### Exercise goal
Give back exactly the lines from the one containing "Parse the wire" through the end of the records, including both, and no others.
Extracted entries Start Marker
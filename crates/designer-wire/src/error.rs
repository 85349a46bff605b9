//! Error types for the wire codec.

use thiserror::Error;

use designer_model::ModelError;

/// Failure to read or write a wire payload.
#[derive(Error, Debug)]
#[non_exhaustive]
pub enum WireError {
    /// Payload is not valid JSON or does not have the expected shape.
    #[error("Malformed payload: {0}")]
    Json(#[from] serde_json::Error),

    /// Model operation rejected the decoded data.
    #[error(transparent)]
    Model(#[from] ModelError),
}

/// Result type for codec operations.
pub type Result<T> = std::result::Result<T, WireError>;
//! Server exception parsing, attribution and warning persistence.

use designer_model::{
    Domain, DomainConfig, ErrorId, ExceptionPayload, FieldConfig, FieldError, PayloadError,
    Severity, ValidationException, merge_warnings, route_exception,
};

fn payload(exception: &str, errors: Vec<PayloadError>) -> ExceptionPayload {
    ExceptionPayload {
        exception: exception.to_string(),
        success: false,
        errors,
    }
}

fn error_for(id: ErrorId, field: Option<&str>, message: &str) -> PayloadError {
    PayloadError {
        id,
        field: field.map(String::from),
        message: message.to_string(),
        ..PayloadError::default()
    }
}

fn saved_domain(name: &str) -> Domain {
    Domain::create(DomainConfig {
        name: Some(name.to_string()),
        fields: vec![
            FieldConfig {
                property_id: Some(10),
                ..FieldConfig::named("Weight")
            },
            FieldConfig {
                property_id: Some(11),
                ..FieldConfig::named("Height")
            },
        ],
        ..DomainConfig::default()
    })
}

#[test]
fn merge_keeps_client_warnings() {
    let mut domain = saved_domain("Results");
    let warning = FieldError::new("name has spaces", Severity::Warn)
        .for_field("Weight")
        .at_rows(vec![0]);
    domain.exception = Some(ValidationException::new(
        "warned",
        Severity::Warn,
        vec![warning.clone()],
    ));

    let incoming = ValidationException::create(
        &payload("Save failed", vec![error_for(ErrorId::Property(11), None, "too tall")]),
        Severity::Error,
    );
    let merged = merge_warnings(&domain, incoming);
    assert_eq!(merged.severity, Severity::Error);
    assert_eq!(merged.errors.len(), 2);
    assert_eq!(merged.errors[0].message, "too tall");
    assert_eq!(merged.errors[1], warning);
}

#[test]
fn merge_without_existing_exception_passes_through() {
    let domain = saved_domain("Results");
    let incoming = ValidationException::new("x", Severity::Error, vec![]);
    assert_eq!(merge_warnings(&domain, incoming.clone()), incoming);
}

#[test]
fn rows_are_attributed_by_id_name_and_anonymity() {
    let domain = saved_domain("Results").add_field(None);
    let exception = ValidationException::create(
        &payload(
            "Save failed",
            vec![
                error_for(ErrorId::Property(11), None, "by id"),
                error_for(ErrorId::Form, Some("WEIGHT"), "by name"),
                error_for(ErrorId::Property(0), None, "anonymous"),
                error_for(ErrorId::Property(99), Some("missing"), "unmatched"),
            ],
        ),
        Severity::Error,
    );
    let attributed = exception.add_row_indexes_to_errors(&domain);
    let rows: Vec<Vec<usize>> = attributed
        .errors
        .iter()
        .map(|error| error.row_indexes.clone())
        .collect();
    assert_eq!(rows, vec![vec![1], vec![0], vec![2], vec![]]);
    assert_eq!(attributed.errors_for_row(2).count(), 1);
}

#[test]
fn new_fields_never_match_by_id() {
    let domain = Domain::create(DomainConfig {
        fields: vec![FieldConfig {
            property_id: Some(0),
            ..FieldConfig::named("Draft")
        }],
        ..DomainConfig::default()
    });
    let exception = ValidationException::create(
        &payload("bad", vec![error_for(ErrorId::Property(0), Some("other"), "x")]),
        Severity::Error,
    );
    let attributed = exception.add_row_indexes_to_errors(&domain);
    assert!(attributed.errors[0].row_indexes.is_empty());
}

#[test]
fn routing_targets_the_named_sub_domain() {
    let domains = vec![saved_domain("Batch Fields"), saved_domain("Run Fields")];
    let exception = ValidationException::create(
        &payload(
            "Run Fields -- Field 'Height' is invalid",
            vec![error_for(
                ErrorId::Property(11),
                Some("Height"),
                "Run Fields -- Field 'Height' is invalid",
            )],
        ),
        Severity::Error,
    );

    let routed = route_exception(&domains, &exception);
    assert!(routed[0].exception.is_none());
    let attached = routed[1].exception.as_ref().unwrap();
    assert_eq!(attached.exception, "Field 'Height' is invalid");
    assert_eq!(attached.errors[0].message, "Field 'Height' is invalid");
    assert_eq!(attached.errors[0].row_indexes, vec![1]);
}

#[test]
fn routing_falls_back_to_the_first_domain() {
    let domains = vec![saved_domain("Batch Fields"), saved_domain("Run Fields")];
    let exception = ValidationException::create(
        &payload("Something went wrong", vec![]),
        Severity::Error,
    );
    let routed = route_exception(&domains, &exception);
    assert!(routed[0].has_exception());
    assert!(!routed[1].has_exception());
    assert!(route_exception(&[], &exception).is_empty());
}
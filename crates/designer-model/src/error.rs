//! Error types for domain editing operations.
//!
//! Expected shape problems (missing names, incomplete lookups, server
//! validation failures) are data, not errors: see [`crate::FieldErrors`] and
//! [`crate::ValidationException`]. [`ModelError`] covers contract violations
//! by the caller.

use thiserror::Error;

use crate::property_type::PropertyType;

/// Caller contract violation in a domain operation.
#[derive(Error, Debug, Clone, PartialEq, Eq)]
#[non_exhaustive]
pub enum ModelError {
    /// Row index outside the domain's field list.
    #[error("Row {index} is out of range for a domain with {len} fields")]
    RowOutOfRange {
        /// The offending index.
        index: usize,
        /// Number of fields in the domain.
        len: usize,
    },

    /// Type change not offered for the field.
    #[error("Field '{field}' cannot change type from {from} to {to}")]
    IllegalTypeChange {
        /// Field name.
        field: String,
        /// Current type.
        from: PropertyType,
        /// Requested type.
        to: PropertyType,
    },
}

/// Result type for model operations.
pub type Result<T> = std::result::Result<T, ModelError>;
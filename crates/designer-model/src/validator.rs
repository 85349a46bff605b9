//! Property validators and conditional formats attached to a field.

use std::collections::BTreeMap;
use std::fmt;

use serde_json::Value;
use tracing::warn;

/// Validator kind, as spelled by the service.
///
/// Kinds the editor has no panel for are kept as [`ValidatorKind::Other`]
/// and passed through unchanged.
#[derive(Debug, Clone, PartialEq, Eq, Hash)]
pub enum ValidatorKind {
    Range,
    Regex,
    Lookup,
    Other(String),
}

impl ValidatorKind {
    /// Parse a wire `type`, ignoring case for the known kinds.
    pub fn parse(s: &str) -> Self {
        match s.trim().to_ascii_lowercase().as_str() {
            "range" => ValidatorKind::Range,
            "regex" => ValidatorKind::Regex,
            "lookup" => ValidatorKind::Lookup,
            _ => ValidatorKind::Other(s.to_string()),
        }
    }

    pub fn as_str(&self) -> &str {
        match self {
            ValidatorKind::Range => "Range",
            ValidatorKind::Regex => "RegEx",
            ValidatorKind::Lookup => "Lookup",
            ValidatorKind::Other(kind) => kind,
        }
    }

    pub fn is_known(&self) -> bool {
        !matches!(self, ValidatorKind::Other(_))
    }
}

impl fmt::Display for ValidatorKind {
    fn fmt(&self, f: &mut fmt::Formatter<'_>) -> fmt::Result {
        f.write_str(self.as_str())
    }
}

/// A single value constraint.
#[derive(Debug, Clone, PartialEq, Eq)]
pub struct PropertyValidator {
    pub kind: ValidatorKind,
    /// Server row id; `None` for validators created in this session.
    pub row_id: Option<i64>,
    pub name: Option<String>,
    pub description: Option<String>,
    pub error_message: Option<String>,
    /// Range or pattern expression. Unused by lookup validators.
    pub expression: Option<String>,
    /// Regex validators: fail when the value matches instead of when it doesn't.
    pub fail_on_match: bool,
    /// Remaining validator properties, passed through untouched.
    pub properties: BTreeMap<String, Value>,
}

impl PropertyValidator {
    pub fn new(kind: ValidatorKind) -> Self {
        Self {
            kind,
            row_id: None,
            name: None,
            description: None,
            error_message: None,
            expression: None,
            fail_on_match: false,
            properties: BTreeMap::new(),
        }
    }

    /// Range validator with the given expression.
    pub fn range(expression: impl Into<String>) -> Self {
        Self {
            expression: Some(expression.into()),
            ..Self::new(ValidatorKind::Range)
        }
    }

    /// Pattern validator with the given expression.
    pub fn regex(expression: impl Into<String>) -> Self {
        Self {
            expression: Some(expression.into()),
            ..Self::new(ValidatorKind::Regex)
        }
    }

    /// "Value must exist in the lookup target" validator.
    pub fn lookup() -> Self {
        Self::new(ValidatorKind::Lookup)
    }
}

/// Validators grouped by kind, as the editor presents them.
///
/// The wire format carries one flat list; [`FieldValidators::from_flat`] and
/// [`FieldValidators::flatten`] convert between the two. Flattening emits
/// range validators, then pattern validators, then the lookup validator,
/// then validators of other kinds in their original order.
#[derive(Debug, Clone, Default, PartialEq, Eq)]
pub struct FieldValidators {
    pub range: Vec<PropertyValidator>,
    pub regex: Vec<PropertyValidator>,
    pub lookup: Option<PropertyValidator>,
    /// Kinds without an editor panel.
    pub other: Vec<PropertyValidator>,
}

impl FieldValidators {
    /// Split a flat list by kind. A field has at most one lookup validator;
    /// later ones are dropped with a warning.
    pub fn from_flat(validators: impl IntoIterator<Item = PropertyValidator>) -> Self {
        let mut grouped = FieldValidators::default();
        for validator in validators {
            match validator.kind {
                ValidatorKind::Range => grouped.range.push(validator),
                ValidatorKind::Regex => grouped.regex.push(validator),
                ValidatorKind::Lookup if grouped.lookup.is_some() => {
                    warn!(
                        name = ?validator.name,
                        row_id = ?validator.row_id,
                        "dropping extra lookup validator"
                    );
                }
                ValidatorKind::Lookup => grouped.lookup = Some(validator),
                ValidatorKind::Other(_) => grouped.other.push(validator),
            }
        }
        grouped
    }

    pub fn flatten(&self) -> Vec<PropertyValidator> {
        self.range
            .iter()
            .chain(self.regex.iter())
            .chain(self.lookup.iter())
            .chain(self.other.iter())
            .cloned()
            .collect()
    }

    pub fn is_empty(&self) -> bool {
        self.len() == 0
    }

    pub fn len(&self) -> usize {
        self.range.len() + self.regex.len() + usize::from(self.lookup.is_some()) + self.other.len()
    }
}

/// Row filter a conditional format applies to.
#[derive(Debug, Clone, Default, PartialEq, Eq)]
pub enum FormatFilter {
    /// Applies to every non-empty value; written as an empty filter.
    #[default]
    AnyValue,
    /// Encoded filter expression, e.g. `format.column~gt=10`.
    Expression(String),
}

impl FormatFilter {
    /// Parse the wire filter string; blank means [`FormatFilter::AnyValue`].
    pub fn from_wire(filter: Option<&str>) -> Self {
        match filter.map(str::trim) {
            Some(expression) if !expression.is_empty() => {
                FormatFilter::Expression(expression.to_string())
            }
            _ => FormatFilter::AnyValue,
        }
    }

    pub fn to_wire(&self) -> &str {
        match self {
            FormatFilter::AnyValue => "",
            FormatFilter::Expression(expression) => expression,
        }
    }
}

/// Display style applied when a value matches a filter.
#[derive(Debug, Clone, Default, PartialEq, Eq)]
pub struct ConditionalFormat {
    pub filter: FormatFilter,
    pub text_color: Option<String>,
    pub background_color: Option<String>,
    pub bold: bool,
    pub italic: bool,
    pub strikethrough: bool,
}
Extracted entries End Marker
### Answer box
    /// Parse the wire filter string; blank means [`FormatFilter::AnyValue`].
    pub fn from_wire(filter: Option<&str>) -> Self {
        match filter.map(str::trim) {
            Some(expression) if !expression.is_empty() => {
                FormatFilter::Expression(expression.to_string())
            }
            _ => FormatFilter::AnyValue,
        }
    }

    pub fn to_wire(&self) -> &str {
        match self {
            FormatFilter::AnyValue => "",
            FormatFilter::Expression(expression) => expression,
        }
    }
}

/// Display style applied when a value matches a filter.
#[derive(Debug, Clone, Default, PartialEq, Eq)]
pub struct ConditionalFormat {
    pub filter: FormatFilter,
    pub text_color: Option<String>,
    pub background_color: Option<String>,
    pub bold: bool,
    pub italic: bool,
    pub strikethrough: bool,
}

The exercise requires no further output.